EXCERPTED DATA Block Start
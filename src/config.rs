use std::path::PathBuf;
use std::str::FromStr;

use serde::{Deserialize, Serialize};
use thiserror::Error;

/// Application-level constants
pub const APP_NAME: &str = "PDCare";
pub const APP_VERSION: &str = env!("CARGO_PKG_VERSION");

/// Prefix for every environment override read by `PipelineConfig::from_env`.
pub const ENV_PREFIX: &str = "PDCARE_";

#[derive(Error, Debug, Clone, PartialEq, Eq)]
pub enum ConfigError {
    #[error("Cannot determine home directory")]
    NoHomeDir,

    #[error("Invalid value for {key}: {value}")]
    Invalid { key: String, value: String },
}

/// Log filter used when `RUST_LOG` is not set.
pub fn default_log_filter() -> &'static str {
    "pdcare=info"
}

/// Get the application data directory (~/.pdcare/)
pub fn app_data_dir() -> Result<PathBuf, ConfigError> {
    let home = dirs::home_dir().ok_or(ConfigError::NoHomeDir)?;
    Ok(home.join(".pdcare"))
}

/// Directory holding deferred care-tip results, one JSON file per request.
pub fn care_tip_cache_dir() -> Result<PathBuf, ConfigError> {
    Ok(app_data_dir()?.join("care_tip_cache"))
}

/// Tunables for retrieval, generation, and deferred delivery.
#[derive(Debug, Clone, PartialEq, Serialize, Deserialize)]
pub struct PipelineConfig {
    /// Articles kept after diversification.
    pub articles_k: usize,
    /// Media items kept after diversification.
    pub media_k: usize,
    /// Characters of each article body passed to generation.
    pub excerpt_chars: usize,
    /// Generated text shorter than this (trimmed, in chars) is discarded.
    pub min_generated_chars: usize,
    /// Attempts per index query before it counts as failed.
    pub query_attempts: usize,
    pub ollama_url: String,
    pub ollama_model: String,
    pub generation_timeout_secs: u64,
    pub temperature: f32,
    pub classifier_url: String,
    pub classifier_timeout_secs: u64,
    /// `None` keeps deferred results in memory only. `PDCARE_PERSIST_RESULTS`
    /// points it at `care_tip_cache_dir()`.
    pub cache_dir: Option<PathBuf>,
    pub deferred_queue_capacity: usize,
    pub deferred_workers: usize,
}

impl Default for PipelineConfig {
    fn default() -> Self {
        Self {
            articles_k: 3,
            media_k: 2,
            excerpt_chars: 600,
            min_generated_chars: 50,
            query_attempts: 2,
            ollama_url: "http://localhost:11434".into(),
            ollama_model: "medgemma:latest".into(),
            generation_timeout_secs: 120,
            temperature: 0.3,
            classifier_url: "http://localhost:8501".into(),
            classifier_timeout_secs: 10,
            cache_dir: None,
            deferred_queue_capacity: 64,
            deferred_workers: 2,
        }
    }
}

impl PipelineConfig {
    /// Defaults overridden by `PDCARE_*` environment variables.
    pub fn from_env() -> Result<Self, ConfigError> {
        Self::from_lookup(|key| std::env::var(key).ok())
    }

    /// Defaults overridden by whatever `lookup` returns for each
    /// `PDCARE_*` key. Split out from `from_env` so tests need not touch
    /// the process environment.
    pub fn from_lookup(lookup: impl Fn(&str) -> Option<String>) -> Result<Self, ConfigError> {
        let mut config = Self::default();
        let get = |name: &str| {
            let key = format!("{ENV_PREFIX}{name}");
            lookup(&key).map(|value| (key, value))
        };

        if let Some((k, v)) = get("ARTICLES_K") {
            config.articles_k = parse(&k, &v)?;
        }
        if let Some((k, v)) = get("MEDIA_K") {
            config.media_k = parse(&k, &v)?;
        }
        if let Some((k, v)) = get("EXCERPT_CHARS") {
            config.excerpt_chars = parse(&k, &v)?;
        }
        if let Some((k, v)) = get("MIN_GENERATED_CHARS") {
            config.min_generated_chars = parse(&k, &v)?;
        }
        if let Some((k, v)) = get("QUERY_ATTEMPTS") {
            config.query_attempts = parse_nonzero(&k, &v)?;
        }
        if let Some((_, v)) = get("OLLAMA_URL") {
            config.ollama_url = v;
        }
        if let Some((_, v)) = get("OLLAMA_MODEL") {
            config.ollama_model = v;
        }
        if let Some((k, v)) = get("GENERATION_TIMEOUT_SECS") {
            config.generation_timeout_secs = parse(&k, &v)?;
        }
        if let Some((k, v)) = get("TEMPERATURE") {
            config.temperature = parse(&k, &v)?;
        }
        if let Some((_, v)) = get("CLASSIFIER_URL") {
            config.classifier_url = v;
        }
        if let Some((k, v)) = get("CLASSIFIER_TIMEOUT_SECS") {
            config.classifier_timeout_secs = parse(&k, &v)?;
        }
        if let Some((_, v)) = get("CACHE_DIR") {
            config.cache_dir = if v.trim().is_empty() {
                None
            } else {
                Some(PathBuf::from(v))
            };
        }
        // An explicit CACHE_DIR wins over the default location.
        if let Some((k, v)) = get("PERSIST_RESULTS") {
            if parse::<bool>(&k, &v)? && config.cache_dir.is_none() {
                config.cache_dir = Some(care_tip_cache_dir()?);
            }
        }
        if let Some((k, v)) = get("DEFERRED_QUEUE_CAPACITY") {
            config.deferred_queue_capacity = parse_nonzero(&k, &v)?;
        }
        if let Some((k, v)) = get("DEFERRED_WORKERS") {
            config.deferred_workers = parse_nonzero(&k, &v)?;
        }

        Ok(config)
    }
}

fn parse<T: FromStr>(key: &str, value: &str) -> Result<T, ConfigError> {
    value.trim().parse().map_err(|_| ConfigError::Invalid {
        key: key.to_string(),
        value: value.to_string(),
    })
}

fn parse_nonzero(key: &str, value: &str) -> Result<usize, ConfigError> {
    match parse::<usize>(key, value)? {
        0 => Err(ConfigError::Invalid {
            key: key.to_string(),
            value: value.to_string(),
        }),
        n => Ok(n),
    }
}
EXCERPTED DATA Block End
EXCERPTED DATA Block Start
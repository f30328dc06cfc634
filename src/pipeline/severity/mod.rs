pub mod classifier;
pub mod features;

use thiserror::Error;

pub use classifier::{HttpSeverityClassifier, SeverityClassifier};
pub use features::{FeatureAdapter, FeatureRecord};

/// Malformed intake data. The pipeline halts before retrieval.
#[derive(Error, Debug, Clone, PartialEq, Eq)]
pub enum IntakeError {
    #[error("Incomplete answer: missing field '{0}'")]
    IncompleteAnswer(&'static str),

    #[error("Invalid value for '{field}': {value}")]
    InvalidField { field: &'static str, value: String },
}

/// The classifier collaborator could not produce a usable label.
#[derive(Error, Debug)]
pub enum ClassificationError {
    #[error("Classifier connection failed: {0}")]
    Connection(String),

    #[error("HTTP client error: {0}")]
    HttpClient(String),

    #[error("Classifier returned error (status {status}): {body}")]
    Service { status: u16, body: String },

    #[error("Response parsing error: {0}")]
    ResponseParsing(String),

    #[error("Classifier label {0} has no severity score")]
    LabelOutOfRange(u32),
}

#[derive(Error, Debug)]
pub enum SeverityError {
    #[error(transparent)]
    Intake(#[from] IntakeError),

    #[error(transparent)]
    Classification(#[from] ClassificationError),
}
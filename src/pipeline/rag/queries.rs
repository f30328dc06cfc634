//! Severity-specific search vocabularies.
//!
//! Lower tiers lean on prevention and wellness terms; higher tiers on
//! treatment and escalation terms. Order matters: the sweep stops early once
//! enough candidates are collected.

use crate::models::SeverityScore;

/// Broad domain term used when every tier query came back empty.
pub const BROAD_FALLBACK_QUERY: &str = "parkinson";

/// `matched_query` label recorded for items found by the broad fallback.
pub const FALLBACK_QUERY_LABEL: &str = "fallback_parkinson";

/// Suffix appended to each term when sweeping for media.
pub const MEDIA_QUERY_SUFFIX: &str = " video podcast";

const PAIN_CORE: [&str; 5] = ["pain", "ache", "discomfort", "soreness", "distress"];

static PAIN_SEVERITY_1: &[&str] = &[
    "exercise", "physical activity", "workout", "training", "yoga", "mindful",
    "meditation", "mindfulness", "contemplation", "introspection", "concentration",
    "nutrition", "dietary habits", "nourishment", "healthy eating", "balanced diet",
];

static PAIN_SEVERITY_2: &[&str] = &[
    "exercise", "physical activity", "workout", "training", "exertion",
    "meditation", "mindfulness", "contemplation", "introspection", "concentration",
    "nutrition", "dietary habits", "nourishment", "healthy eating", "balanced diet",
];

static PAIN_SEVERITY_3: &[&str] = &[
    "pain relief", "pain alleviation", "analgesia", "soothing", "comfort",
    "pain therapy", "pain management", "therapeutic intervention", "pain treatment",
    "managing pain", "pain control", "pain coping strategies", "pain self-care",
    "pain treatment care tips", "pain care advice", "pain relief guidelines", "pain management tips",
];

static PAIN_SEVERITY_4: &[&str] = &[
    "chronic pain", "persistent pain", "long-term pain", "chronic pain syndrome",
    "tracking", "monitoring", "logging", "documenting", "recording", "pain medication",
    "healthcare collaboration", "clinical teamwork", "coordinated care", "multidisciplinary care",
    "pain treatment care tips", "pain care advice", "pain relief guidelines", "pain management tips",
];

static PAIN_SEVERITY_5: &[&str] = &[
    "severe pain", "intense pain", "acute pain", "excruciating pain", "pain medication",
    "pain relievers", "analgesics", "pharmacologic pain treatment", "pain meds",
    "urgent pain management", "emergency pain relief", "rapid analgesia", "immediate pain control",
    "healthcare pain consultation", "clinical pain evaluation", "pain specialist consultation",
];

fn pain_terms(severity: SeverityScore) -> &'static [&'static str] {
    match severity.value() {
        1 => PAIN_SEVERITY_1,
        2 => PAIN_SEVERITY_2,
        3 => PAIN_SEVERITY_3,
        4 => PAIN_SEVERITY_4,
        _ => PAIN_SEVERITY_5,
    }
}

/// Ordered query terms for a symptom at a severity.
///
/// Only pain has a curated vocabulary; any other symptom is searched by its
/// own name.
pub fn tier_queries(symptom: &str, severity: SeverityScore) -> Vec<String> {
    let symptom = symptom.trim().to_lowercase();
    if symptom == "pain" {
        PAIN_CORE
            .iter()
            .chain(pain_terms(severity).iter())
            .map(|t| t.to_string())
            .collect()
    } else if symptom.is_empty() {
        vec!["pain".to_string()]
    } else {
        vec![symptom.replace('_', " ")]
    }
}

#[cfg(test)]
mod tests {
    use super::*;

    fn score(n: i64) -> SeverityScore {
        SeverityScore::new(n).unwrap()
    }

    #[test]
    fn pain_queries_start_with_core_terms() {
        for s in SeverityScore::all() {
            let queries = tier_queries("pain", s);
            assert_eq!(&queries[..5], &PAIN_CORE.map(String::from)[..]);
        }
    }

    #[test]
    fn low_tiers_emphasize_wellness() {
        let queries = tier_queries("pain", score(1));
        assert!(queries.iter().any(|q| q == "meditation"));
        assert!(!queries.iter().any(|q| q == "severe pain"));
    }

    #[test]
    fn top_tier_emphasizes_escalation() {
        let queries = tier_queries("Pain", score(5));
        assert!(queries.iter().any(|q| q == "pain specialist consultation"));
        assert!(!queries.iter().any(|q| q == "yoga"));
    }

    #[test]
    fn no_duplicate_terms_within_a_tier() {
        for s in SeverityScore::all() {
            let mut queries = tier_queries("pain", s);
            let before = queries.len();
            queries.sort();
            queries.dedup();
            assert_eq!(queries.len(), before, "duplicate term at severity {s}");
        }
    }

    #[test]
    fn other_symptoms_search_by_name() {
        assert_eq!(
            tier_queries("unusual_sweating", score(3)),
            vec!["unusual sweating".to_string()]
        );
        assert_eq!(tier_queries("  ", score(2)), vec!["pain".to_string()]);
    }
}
EXCERPTED DATA Block End
| TASK OBJECTIVE |
The lines above starting at the one that contains "filename src/config.rs" and ending at the one that contains "Prefix for every" must be transcribed exactly, and no other lines may appear.

| ANSWER TO THE EXERCISE |
filename src/config.rs
use std::path::PathBuf;
use std::str::FromStr;

use serde::{Deserialize, Serialize};
use thiserror::Error;

/// Application-level constants
pub const APP_NAME: &str = "PDCare";
pub const APP_VERSION: &str = env!("CARGO_PKG_VERSION");

/// Prefix for every environment override read by `PipelineConfig::from_env`.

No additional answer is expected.